Speaking to health officials from China, Hong Kong and Macau in Yunnan province on Friday, Huang said any suspected human case would be quarantined.

The World Health Organisation (WHO) has said that the strain is endemic in poultry in China and across much of Asia, and it may only be a matter of time before it develops the ability to pass easily from human to human.

China's sheer size and its attempts to conceal the SARS epidemic in 2003 have prompted fears among some experts that it has had more bird flu cases than officially recorded.

Since breaking out in late 2003 in South Korea, the deadly H5N1 strain of influenza has killed more than 60 people in four Asian countries and reached as far west as European Russia, Turkey and Romania, tracking the paths of migratory birds.

Russian authorities said they had uncovered more cases of bird flu in the Urals and were investigating a suspected outbreak in the Altai region close to the Kazakh border.

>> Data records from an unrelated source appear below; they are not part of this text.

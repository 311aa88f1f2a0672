//! Gemini `generateContent` client.

use std::time::Duration;

use async_trait::async_trait;
use serde::{Deserialize, Serialize};
use tracing::{debug, warn};

use super::{GenerationError, TextGenerator};
use crate::config::GenerationConfig;

#[derive(Debug, Serialize)]
struct GenerateRequest<'a> {
    contents: [Content<'a>; 1],
}

#[derive(Debug, Serialize)]
struct Content<'a> {
    parts: [Part<'a>; 1],
}

#[derive(Debug, Serialize)]
struct Part<'a> {
    text: &'a str,
}

#[derive(Debug, Deserialize)]
struct GenerateResponse {
    #[serde(default)]
    candidates: Vec<Candidate>,
}

#[derive(Debug, Deserialize)]
struct Candidate {
    content: Option<CandidateContent>,
}

#[derive(Debug, Deserialize)]
struct CandidateContent {
    #[serde(default)]
    parts: Vec<CandidatePart>,
}

#[derive(Debug, Deserialize)]
struct CandidatePart {
    text: Option<String>,
}

#[derive(Debug, Deserialize)]
struct ErrorEnvelope {
    error: ErrorBody,
}

#[derive(Debug, Deserialize)]
struct ErrorBody {
    message: String,
}

/// HTTP client for the Gemini text-generation API.
#[derive(Debug, Clone)]
pub struct GeminiClient {
    api_key: Option<String>,
    model: String,
    endpoint: String,
    http: reqwest::Client,
}

impl GeminiClient {
    /// Build a client.
    ///
    /// A missing or blank key is accepted here and reported on first use as
    /// [`GenerationError::MissingCredential`].
    ///
    /// # Errors
    ///
    /// Returns [`GenerationError::Failed`] if the HTTP client cannot be built.
    pub fn new(
        api_key: Option<String>,
        model: impl Into<String>,
        endpoint: impl Into<String>,
        timeout: Duration,
    ) -> Result<Self, GenerationError> {
        let http = reqwest::Client::builder()
            .timeout(timeout)
            .build()
            .map_err(|e| GenerationError::Failed(format!("failed to build HTTP client: {e}")))?;
        Ok(Self {
            api_key: api_key.filter(|k| !k.trim().is_empty()),
            model: model.into(),
            endpoint: endpoint.into().trim_end_matches('/').to_string(),
            http,
        })
    }

    /// Build a client from configuration.
    ///
    /// # Errors
    ///
    /// Returns [`GenerationError::Failed`] if the HTTP client cannot be built.
    pub fn from_config(config: &GenerationConfig) -> Result<Self, GenerationError> {
        Self::new(
            config.resolved_api_key(),
            config.model.clone(),
            config.endpoint.clone(),
            config.timeout(),
        )
    }

    fn url(&self) -> String {
        format!("{}/models/{}:generateContent", self.endpoint, self.model)
    }
}

fn transport_error(err: &reqwest::Error) -> GenerationError {
    if err.is_connect() || err.is_timeout() || err.is_request() {
        GenerationError::Network(err.to_string())
    } else {
        GenerationError::Failed(err.to_string())
    }
}

fn status_error(status: reqwest::StatusCode, body: &str) -> GenerationError {
    let message = serde_json::from_str::<ErrorEnvelope>(body)
        .map_or_else(|_| format!("HTTP {status}"), |e| e.error.message);
    match status.as_u16() {
        401 | 403 => GenerationError::InvalidCredential(message),
        _ => GenerationError::classify(message),
    }
}

#[async_trait]
impl TextGenerator for GeminiClient {
    fn model(&self) -> &str {
        &self.model
    }

    async fn generate(&self, prompt: &str) -> Result<String, GenerationError> {
        let api_key = self
            .api_key
            .as_deref()
            .ok_or(GenerationError::MissingCredential)?;

        debug!(model = %self.model, prompt_len = prompt.len(), "sending generation request");
        let body = GenerateRequest {
            contents: [Content {
                parts: [Part { text: prompt }],
            }],
        };

        let response = self
            .http
            .post(self.url())
            .header("x-goog-api-key", api_key)
            .json(&body)
            .send()
            .await
            .map_err(|e| transport_error(&e))?;

        let status = response.status();
        let text = response.text().await.map_err(|e| transport_error(&e))?;
        if !status.is_success() {
            let err = status_error(status, &text);
            warn!(category = err.category(), %status, "generation request failed");
            return Err(err);
        }

        let parsed: GenerateResponse = serde_json::from_str(&text)
            .map_err(|e| GenerationError::Failed(format!("unexpected response: {e}")))?;
        let output: String = parsed
            .candidates
            .into_iter()
            .next()
            .and_then(|c| c.content)
            .map(|c| c.parts.into_iter().filter_map(|p| p.text).collect())
            .unwrap_or_default();

        if output.trim().is_empty() {
            return Err(GenerationError::Failed("empty response".to_string()));
        }
        debug!(chars = output.chars().count(), "generation request succeeded");
        Ok(output)
    }
}
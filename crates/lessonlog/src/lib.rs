//! `lessonlog` - a local record book for teaching activity
//!
//! This library keeps a teacher's lesson, strategy and activity counts in a
//! small local store, derives report charts from them and asks a
//! text-generation service for descriptions, suggestions and summaries.

#![warn(missing_docs)]
#![warn(missing_debug_implementations)]
#![deny(unsafe_code)]

pub mod app;
pub mod cli;
pub mod config;
pub mod confirm;
pub mod error;
pub mod generation;
pub mod logging;
pub mod model;
pub mod notify;
pub mod reducer;
pub mod report;
pub mod sort;
pub mod storage;
pub mod view;

pub use app::{App, AppState, Snapshot};
pub use config::Config;
pub use error::{Error, Result};
pub use logging::init_logging;
pub use storage::{Store, StoreStats};
pub use view::View;
//! Extractors whose rejections use the JSON error body.

use axum::{
    async_trait,
    extract::{FromRequestParts, Path, Query},
    http::request::Parts,
    response::{IntoResponse, Response},
};
use serde::de::DeserializeOwned;

use super::api_types::ErrorBody;

/// Query string extractor; malformed query strings are rejected with a 400 `{message}`.
pub struct ApiQuery<T>(pub T);

#[async_trait]
impl<S, T> FromRequestParts<S> for ApiQuery<T>
where
    S: Send + Sync,
    T: DeserializeOwned + Send,
{
    type Rejection = Response;

    async fn from_request_parts(parts: &mut Parts, state: &S) -> Result<Self, Self::Rejection> {
        match Query::<T>::from_request_parts(parts, state).await {
            Ok(Query(value)) => Ok(Self(value)),
            Err(rejection) => {
                tracing::debug!("Rejected query string: {}", rejection.body_text());
                Err(ErrorBody::response(rejection.status(), rejection.body_text()).into_response())
            }
        }
    }
}

/// Path parameter extractor; undecodable segments are rejected with a `{message}` body.
pub struct ApiPath<T>(pub T);

#[async_trait]
impl<S, T> FromRequestParts<S> for ApiPath<T>
where
    S: Send + Sync,
    T: DeserializeOwned + Send,
{
    type Rejection = Response;

    async fn from_request_parts(parts: &mut Parts, state: &S) -> Result<Self, Self::Rejection> {
        match Path::<T>::from_request_parts(parts, state).await {
            Ok(Path(value)) => Ok(Self(value)),
            Err(rejection) => {
                tracing::debug!("Rejected path: {}", rejection.body_text());
                Err(ErrorBody::response(rejection.status(), rejection.body_text()).into_response())
            }
        }
    }
}
//! Web server exposing read-only news lookups.
//!
//! Routes:
//! - `GET /stocks/{symbol}`: articles filed under a ticker
//! - `GET /articles/{source_name}/{company}`: company search, enveloped
//! - `GET /health`: store reachability

mod handlers;
mod routes;

pub use handlers::api_types::ErrorBody;
pub use routes::create_router;

use std::net::SocketAddr;
use std::sync::Arc;

use crate::config::Settings;
use crate::services::NewsService;
use crate::store::{MongoStore, MongoStoreOptions};

/// Shared state for the web server.
#[derive(Clone)]
pub struct AppState {
    pub news: Arc<NewsService>,
}

impl AppState {
    pub fn new(news: NewsService) -> Self {
        Self {
            news: Arc::new(news),
        }
    }

    /// Connect to the configured database and build the lookup service.
    pub async fn connect(settings: &Settings) -> anyhow::Result<Self> {
        Ok(Self::new(connect_news_service(settings).await?))
    }
}

/// Connect to MongoDB and wire a [`NewsService`] over it.
pub async fn connect_news_service(settings: &Settings) -> anyhow::Result<NewsService> {
    tracing::info!("Connecting to {}", settings.redacted_mongo_uri());
    let store = MongoStore::connect(&MongoStoreOptions {
        uri: settings.mongo_uri.clone(),
        database: settings.database.clone(),
        connect_timeout: settings.connect_timeout,
    })
    .await
    .map_err(|e| {
        anyhow::anyhow!(
            "Cannot reach MongoDB at {}: {}",
            settings.redacted_mongo_uri(),
            e
        )
    })?;

    tracing::info!("Connected to database '{}'", store.database_name());

    let sources = settings.source_registry()?;
    tracing::info!(
        "Sources with dedicated collections: {}",
        sources.names().join(", ")
    );
    Ok(NewsService::new(Arc::new(store), sources).with_max_limit(settings.max_limit))
}

/// Start the web server.
pub async fn serve(state: AppState, host: &str, port: u16) -> anyhow::Result<()> {
    let app = create_router(state);

    let addr: SocketAddr = format!("{}:{}", host, port).parse()?;
    tracing::info!("Starting server at http://{}", addr);

    let listener = tokio::net::TcpListener::bind(addr).await?;
    axum::serve(listener, app)
        .with_graceful_shutdown(shutdown_signal())
        .await?;

    tracing::info!("Server stopped");
    Ok(())
}

async fn shutdown_signal() {
    if let Err(e) = tokio::signal::ctrl_c().await {
        tracing::warn!("Failed to listen for shutdown signal: {}", e);
        std::future::pending::<()>().await;
    }
}
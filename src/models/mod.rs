//! Data models for stored news articles.

mod article;

pub use article::{fields, parse_timestamp, Article, ArticleAttributes, TimeObject};
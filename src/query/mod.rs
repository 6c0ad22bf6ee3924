//! Query construction from HTTP parameters.
//!
//! Turns raw request parameters into a store-independent [`Filter`] and a
//! result limit. All parameter validation happens here so that a malformed
//! value is rejected before any store is touched.

mod filter;
mod params;

pub use filter::{Condition, DateRange, FieldCondition, Filter, TextPattern};
pub use params::{
    company_filter, parse_date_bound, parse_flag, parse_limit, ArticleQuery, Bound,
    CompanyParams, StockParams, DEFAULT_LIMIT, MAX_LIMIT,
};

/// Errors raised while validating query parameters.
#[derive(Debug, thiserror::Error)]
pub enum QueryError {
    #[error("Invalid {field}: '{value}' is not an ISO 8601 date")]
    InvalidDate { field: &'static str, value: String },
    #[error("start_date ({start}) is after end_date ({end})")]
    InvertedRange { start: String, end: String },
    #[error("Invalid limit: '{value}' (expected a positive integer, at most {max})")]
    InvalidLimit { value: String, max: u32 },
    #[error("Invalid {field}: '{value}' (expected true or false)")]
    InvalidFlag { field: &'static str, value: String },
    #[error("Invalid search text: {0}")]
    Pattern(#[from] regex::Error),
}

On Friday, new cases were reported in Britain, Romania and Croatia, but there was no immediate indication it was H5N1.

In Britain, the Agriculture Ministry said a parrot that died in quarantine had contracted bird flu. The parrot had been imported from Surinam and held with other birds from Taiwan.
 
Although China has a HUGE border to protect, IMO it's do-able for a few reasons:

1. There aren't millions of mexi.. er.. people from neighboring countries trying to get in.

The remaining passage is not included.